**TASK:** Keeping every line intact, print the records that follow.

**DATA TO USE:**
mod controller;
mod engine;
mod mode;

pub use controller::TimerController;
pub use engine::{format_time, TimerEngine, TimerPhase};
pub use mode::{DurationUpdate, Mode, ModeId, ModeSet};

**RESPONSE BOX:**
mod controller;
mod engine;
mod mode;

pub use controller::TimerController;
pub use engine::{format_time, TimerEngine, TimerPhase};
pub use mode::{DurationUpdate, Mode, ModeId, ModeSet};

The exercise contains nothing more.